What is cultural competence? To be culturally competent the healthcare provider needs to understand his/her own worldviews and those of the patient, while avoiding stereotyping and misapplication of scientific knowledge. Cultural competence is obtaining cultural information and then applying that knowledge. This cultural awareness allows you to see the entire picture and improves the quality of care and health outcomes. Adapting to different cultural beliefs and practices requires flexibility and a respect for others view points. Cultural competence means to really listen to the patient, to find out and learn about the patient's beliefs of health and illness. To provide culturally appropriate care we need to know and to understand culturally influenced health behaviours. Since the perception of illness and disease and their causes varies by culture, these individual preferences affect our approaches to health care. Culture also influences how people seek health care and how they behave toward healthcare providers. How we care for patients and how patients respond to this care is greatly influenced by culture. Health care providers must possess the ability and knowledge to communicate and to understand health behaviours influenced by culture. Having this ability and knowledge can eliminate barriers to the delivery of healthcare. As healthcare providers, we need to learn to ask questions sensitively and to show respect for different cultural beliefs. Most important, we must listen to our patients carefully. The main source of problems in caring for patients from diverse cultural backgrounds is the lack of understanding and tolerance.

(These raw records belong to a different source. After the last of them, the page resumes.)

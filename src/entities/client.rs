//! Client entity - Customers placing sales orders, with their credit terms.

use sea_orm::entity::prelude::*;
use serde::{Deserialize, Serialize};

/// Client database model
#[derive(Clone, Debug, PartialEq, Eq, DeriveEntityModel, Serialize, Deserialize)]
#[sea_orm(table_name = "clients")]
pub struct Model {
    /// Unique identifier for the client
    #[sea_orm(primary_key)]
    pub id: i64,
    /// Business code, unique across clients
    #[sea_orm(unique)]
    pub code: String,
    /// Legal or trading name
    pub name: String,
    pub tax_id: Option<String>,
    pub contact: Option<String>,
    pub phone: Option<String>,
    pub email: Option<String>,
    pub address: Option<String>,
    /// Maximum outstanding amount (unpaid orders plus a new order) the client may carry
    pub credit_limit: Decimal,
    /// Days between invoice issue and due date
    pub payment_terms: i32,
    /// Soft delete flag
    pub is_active: bool,
    pub created_at: DateTimeUtc,
    pub updated_at: DateTimeUtc,
}

/// Defines relationships between Client and other entities
#[derive(Copy, Clone, Debug, EnumIter, DeriveRelation)]
pub enum Relation {
    /// One client has many sales orders
    #[sea_orm(has_many = "super::sales_order::Entity")]
    SalesOrders,
}

impl Related<super::sales_order::Entity> for Entity {
    fn to() -> RelationDef {
        Relation::SalesOrders.def()
    }
}

impl ActiveModelBehavior for ActiveModel {}
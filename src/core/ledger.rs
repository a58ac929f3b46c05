//! Stock ledger - the single source of truth for quantity on hand.
//!
//! Every read meant to guard a stock change goes through [`lock_product`], which selects
//! the product row `FOR UPDATE` so the check and the subsequent [`adjust_stock`] happen
//! under the same lock. Both take the caller's transaction; nothing here commits.
//!
//! Stock arithmetic happens in `Decimal` on the Rust side. `SQLite` stores these columns as
//! REAL, so an in-database `current_stock + delta` would drift on fractional quantities.

use crate::{
    entities::{InventoryMovement, Product, inventory_movement, product},
    errors::{Error, Result},
};
use rust_decimal::Decimal;
use sea_orm::{DatabaseTransaction, QuerySelect, Set, prelude::*};
use serde::Serialize;
use tracing::{debug, instrument};

/// Reads a product under an exclusive row lock held until the transaction ends.
///
/// # Errors
/// Returns `Error::NotFound` if no product has this id.
pub async fn lock_product(txn: &DatabaseTransaction, product_id: i64) -> Result<product::Model> {
    Product::find_by_id(product_id)
        .lock_exclusive()
        .one(txn)
        .await?
        .ok_or_else(|| Error::not_found("Product", product_id))
}

/// Current stock of a product, read under row lock.
pub async fn get_stock(txn: &DatabaseTransaction, product_id: i64) -> Result<Decimal> {
    Ok(lock_product(txn, product_id).await?.current_stock)
}

/// Applies a signed delta to `current_stock`.
///
/// The new value is computed in `Decimal` from the row read under lock and written back as
/// an absolute value, so the database never does arithmetic on the stored representation.
/// Must run in the same transaction as the movement that justifies it.
///
/// # Errors
/// * `Error::NotFound` if the product does not exist
/// * `Error::InsufficientStock` if the delta would take the stock below zero
///
/// # Returns
/// The updated product
#[instrument(skip(txn))]
pub async fn adjust_stock(
    txn: &DatabaseTransaction,
    product_id: i64,
    delta: Decimal,
) -> Result<product::Model> {
    let locked = lock_product(txn, product_id).await?;
    let new_stock = locked.current_stock + delta;
    if new_stock < Decimal::ZERO {
        return Err(Error::InsufficientStock {
            product_id,
            available: locked.current_stock,
            requested: -delta,
        });
    }

    let mut product: product::ActiveModel = locked.into();
    product.current_stock = Set(new_stock);
    product.updated_at = Set(chrono::Utc::now());
    let updated = product.update(txn).await?;

    debug!(
        "Stock of product {} adjusted by {} to {}",
        product_id, delta, updated.current_stock
    );
    Ok(updated)
}

/// Signed sum of all movements recorded for a product.
pub async fn movement_total<C>(db: &C, product_id: i64) -> Result<Decimal>
where
    C: ConnectionTrait,
{
    let quantities: Vec<Decimal> = InventoryMovement::find()
        .select_only()
        .column(inventory_movement::Column::Quantity)
        .filter(inventory_movement::Column::ProductId.eq(product_id))
        .into_tuple()
        .all(db)
        .await?;

    Ok(quantities.into_iter().sum())
}

/// Result of comparing a product's stock counter with its movement history.
#[derive(Debug, Clone, PartialEq, Eq, Serialize)]
pub struct StockReconciliation {
    pub product_id: i64,
    /// Value of the denormalized `current_stock` counter
    pub recorded_stock: Decimal,
    /// Signed sum of the product's movements
    pub movement_total: Decimal,
}

impl StockReconciliation {
    /// Whether the counter matches the movement history.
    #[must_use]
    pub fn is_consistent(&self) -> bool {
        self.recorded_stock == self.movement_total
    }
}

/// Compares `current_stock` with the signed movement sum for one product.
pub async fn reconcile<C>(db: &C, product_id: i64) -> Result<StockReconciliation>
where
    C: ConnectionTrait,
{
    let product = Product::find_by_id(product_id)
        .one(db)
        .await?
        .ok_or_else(|| Error::not_found("Product", product_id))?;
    let movement_total = movement_total(db, product_id).await?;

    Ok(StockReconciliation {
        product_id,
        recorded_stock: product.current_stock,
        movement_total,
    })
}

/// Reconciles every product, returning only the inconsistent ones.
pub async fn find_inconsistencies<C>(db: &C) -> Result<Vec<StockReconciliation>>
where
    C: ConnectionTrait,
{
    let product_ids: Vec<i64> = Product::find()
        .select_only()
        .column(product::Column::Id)
        .into_tuple()
        .all(db)
        .await?;

    let mut inconsistent = Vec::new();
    for product_id in product_ids {
        let reconciliation = reconcile(db, product_id).await?;
        if !reconciliation.is_consistent() {
            inconsistent.push(reconciliation);
        }
    }
    Ok(inconsistent)
}
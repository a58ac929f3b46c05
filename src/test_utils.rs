//! Shared test utilities for the ledger.
//!
//! This module provides common helper functions for setting up test databases
//! and creating test entities with sensible defaults.

use crate::{
    core::{
        client::{self, NewClient},
        movement::{self, MovementRequest},
        product::{self, NewProduct},
        production::{self, ProductionOrderRequest},
        sales::{self, SalesLine, SalesOrderRequest},
        scope,
    },
    entities::{self, ProductType},
    errors::{Error, Result},
    service::ErpService,
};
use rust_decimal::Decimal;
use sea_orm::{DatabaseConnection, EntityTrait};

/// User id used as the actor of test operations.
pub const TEST_USER: i64 = 1;

/// Creates an in-memory `SQLite` database with all tables initialized.
/// This is the standard setup for all integration tests.
pub async fn setup_test_db() -> Result<DatabaseConnection> {
    let db = sea_orm::Database::connect("sqlite::memory:").await?;
    crate::config::database::create_tables(&db).await?;
    Ok(db)
}

/// Sets up a service over a fresh in-memory database.
pub async fn setup_service() -> Result<ErpService> {
    Ok(ErpService::new(setup_test_db().await?))
}

/// Creates a test product with sensible defaults.
///
/// # Defaults
/// * `product_type`: raw material, unit "kg"
/// * `description`: "Test product <sku>"
/// * `cost_price`: 20
/// * `min_stock`: 5
/// * stock: 0
pub async fn create_test_product(
    db: &DatabaseConnection,
    sku: &str,
) -> Result<entities::product::Model> {
    let mut new_product = NewProduct::new(
        sku,
        format!("Test product {sku}"),
        ProductType::RawMaterial,
        "kg",
    );
    new_product.cost_price = Decimal::from(20);
    new_product.min_stock = Decimal::from(5);
    product::create_product(db, new_product).await
}

/// Creates a test product and books `stock` as an opening ENTRY.
pub async fn create_stocked_product(
    db: &DatabaseConnection,
    sku: &str,
    stock: Decimal,
) -> Result<entities::product::Model> {
    let product = create_test_product(db, sku).await?;

    let txn = scope::begin(db).await?;
    let outcome = movement::record_entry(&txn, &entry_request(product.id, stock)).await;
    scope::finish(txn, outcome).await?;

    entities::Product::find_by_id(product.id)
        .one(db)
        .await?
        .ok_or_else(|| Error::not_found("Product", product.id))
}

/// Entry request by [`TEST_USER`] with a fixed reference.
pub fn entry_request(product_id: i64, quantity: Decimal) -> MovementRequest {
    MovementRequest::new(product_id, quantity, TEST_USER, "TEST-ENTRY")
}

/// Exit request by [`TEST_USER`] with a fixed reference.
pub fn exit_request(product_id: i64, quantity: Decimal) -> MovementRequest {
    MovementRequest::new(product_id, quantity, TEST_USER, "TEST-EXIT")
}

/// Reads the stored stock counter of a product.
pub async fn current_stock(db: &DatabaseConnection, product_id: i64) -> Result<Decimal> {
    entities::Product::find_by_id(product_id)
        .one(db)
        .await?
        .map(|p| p.current_stock)
        .ok_or_else(|| Error::not_found("Product", product_id))
}

/// Creates a test client named "Client <code>" with default payment terms.
pub async fn create_test_client(
    db: &DatabaseConnection,
    code: &str,
    credit_limit: Decimal,
) -> Result<entities::client::Model> {
    client::create_client(
        db,
        NewClient {
            code: code.to_string(),
            name: format!("Client {code}"),
            credit_limit,
            ..Default::default()
        },
    )
    .await
}

/// Places a single-line sales order dated today in its own scope.
pub async fn create_test_sales_order(
    db: &DatabaseConnection,
    client_id: i64,
    product_id: i64,
    quantity: Decimal,
    price: Decimal,
) -> Result<entities::sales_order::Model> {
    let request = SalesOrderRequest {
        client_id,
        user_id: TEST_USER,
        lines: vec![SalesLine::new(product_id, quantity, price)],
        delivery_date: None,
        notes: None,
    };

    let txn = scope::begin(db).await?;
    let outcome = sales::create_sales_order(&txn, &request, chrono::Utc::now().date_naive()).await;
    scope::finish(txn, outcome).await
}

/// Creates a PENDING production order dated today in its own scope.
pub async fn create_test_production_order(
    db: &DatabaseConnection,
    product_id: i64,
    quantity: Decimal,
) -> Result<entities::production_order::Model> {
    let request = ProductionOrderRequest::new(product_id, quantity, TEST_USER);

    let txn = scope::begin(db).await?;
    let outcome =
        production::create_production_order(&txn, &request, chrono::Utc::now().date_naive())
            .await;
    scope::finish(txn, outcome).await
}
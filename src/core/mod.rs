/// Audit trail of user actions
pub mod audit;
/// Client directory with credit terms
pub mod client;
/// Invoices and client outstanding balance
pub mod invoice;
/// Stock ledger - locked reads and stock adjustments
pub mod ledger;
/// Movement recorder - validated ENTRY/EXIT movements
pub mod movement;
/// Counts of pending work and low stock
pub mod notifications;
/// Offset pagination
pub mod page;
/// Product catalog
pub mod product;
/// Production orders, consumption, batches and waste
pub mod production;
/// Sales orders
pub mod sales;
/// Transaction scopes
pub mod scope;
/// Document number sequences
pub mod sequence;
/// Supplier directory
pub mod supplier;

Providers of healthcare and patients often begin their relationship separated by a huge cultural gap. As providers of health care we are socialized into the culture of our profession. This professional socialization teaches us a set of beliefs, practices, habits, likes, dislikes, norms and rituals, factors that comprise a given culture. We speak a different language (medical terminology) and our understanding and beliefs regarding health and illness differ greatly from the population at large. Patients and staff also differ in social class.

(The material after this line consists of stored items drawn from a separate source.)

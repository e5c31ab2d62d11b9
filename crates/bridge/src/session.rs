//! Shared-secret login and the table of issued session tokens.

use std::{
    collections::HashMap,
    sync::{Arc, Weak},
    time::Duration as StdDuration,
};

use base64::{engine::general_purpose::URL_SAFE_NO_PAD, Engine as _};
use chrono::{DateTime, Duration, Utc};
use parking_lot::RwLock;
use subtle::ConstantTimeEq;
use tokio::task::JoinHandle;
use tracing::{debug, info};

use crate::{
    clock::{Clock, SystemClock},
    error::AuthError,
};

/// Raw entropy per token, before encoding.
const TOKEN_BYTES: usize = 32;

pub const SESSION_TTL_HOURS: i64 = 24;
pub const SWEEP_INTERVAL: StdDuration = StdDuration::from_secs(60 * 60);

#[derive(Debug, Clone, PartialEq, Eq)]
pub struct Session {
    pub token: String,
    pub expires_at: DateTime<Utc>,
}

pub struct SessionStore {
    secret: String,
    ttl: Duration,
    clock: Arc<dyn Clock>,
    sessions: RwLock<HashMap<String, DateTime<Utc>>>,
}

impl SessionStore {
    pub fn new(secret: impl Into<String>) -> Self {
        Self::with_clock(secret, Arc::new(SystemClock))
    }

    pub fn with_clock(secret: impl Into<String>, clock: Arc<dyn Clock>) -> Self {
        Self {
            secret: secret.into(),
            ttl: Duration::hours(SESSION_TTL_HOURS),
            clock,
            sessions: RwLock::new(HashMap::new()),
        }
    }

    pub fn ttl(&self) -> Duration {
        self.ttl
    }

    /// Exchanges the shared secret for a fresh token. A wrong password
    /// leaves the table untouched.
    pub fn login(&self, candidate: &str) -> Result<Session, AuthError> {
        let matches: bool = candidate
            .as_bytes()
            .ct_eq(self.secret.as_bytes())
            .into();
        if !matches {
            return Err(AuthError::InvalidPassword);
        }

        let token = generate_token()?;
        let expires_at = self.clock.now() + self.ttl;
        self.sessions.write().insert(token.clone(), expires_at);
        debug!(%expires_at, "session issued");
        Ok(Session { token, expires_at })
    }

    /// True while the token is known and unexpired. Validation never
    /// extends the expiry.
    pub fn validate_token(&self, token: &str) -> bool {
        let now = self.clock.now();
        self.sessions
            .read()
            .get(token)
            .is_some_and(|expires_at| now < *expires_at)
    }

    pub fn logout(&self, token: &str) {
        self.sessions.write().remove(token);
    }

    /// Drops every expired entry and returns how many were removed.
    pub fn sweep_expired(&self) -> usize {
        let now = self.clock.now();
        let mut sessions = self.sessions.write();
        let before = sessions.len();
        sessions.retain(|_, expires_at| now < *expires_at);
        before - sessions.len()
    }

    pub fn len(&self) -> usize {
        self.sessions.read().len()
    }

    pub fn is_empty(&self) -> bool {
        self.len() == 0
    }

    /// Runs [`Self::sweep_expired`] every `period` until the store is
    /// dropped.
    pub fn spawn_sweeper(self: &Arc<Self>, period: StdDuration) -> JoinHandle<()> {
        let store: Weak<Self> = Arc::downgrade(self);
        tokio::spawn(async move {
            let mut ticker = tokio::time::interval(period);
            // the first tick completes immediately
            ticker.tick().await;
            loop {
                ticker.tick().await;
                let Some(store) = store.upgrade() else {
                    break;
                };
                let removed = store.sweep_expired();
                if removed > 0 {
                    info!(removed, remaining = store.len(), "expired sessions swept");
                }
            }
        })
    }
}

fn generate_token() -> Result<String, AuthError> {
    let mut bytes = [0u8; TOKEN_BYTES];
    getrandom::fill(&mut bytes).map_err(|e| AuthError::Entropy(e.to_string()))?;
    Ok(URL_SAFE_NO_PAD.encode(bytes))
}

#[cfg(test)]
#[path = "tests/session_tests.rs"]
mod tests;
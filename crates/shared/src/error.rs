use serde::{Deserialize, Serialize};

#[derive(Debug, Clone, Copy, PartialEq, Eq, Serialize, Deserialize)]
#[serde(rename_all = "snake_case")]
pub enum ErrorCode {
    Unauthorized,
    Validation,
    Internal,
}

/// JSON error envelope returned by the HTTP surface.
#[derive(Debug, Clone, Serialize, Deserialize)]
pub struct ApiError {
    pub code: ErrorCode,
    pub message: String,
}

impl ApiError {
    pub fn new(code: ErrorCode, message: impl Into<String>) -> Self {
        Self {
            code,
            message: message.into(),
        }
    }
}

Western medicine by its nature treats patients as medical objects, a biomechanical entity. Patients are detached from their own lives and life stories and physically taken from their home settings into the unfamiliar setting of a hospital, to be treated by different specialists. But patients often resist this treatment in a number of ways and the resulting conflicts express themselves as "ethical problems." Given the cultural and economic gaps between health care providers and patients, it is not surprising we often make moral judgments on the behaviour of patients.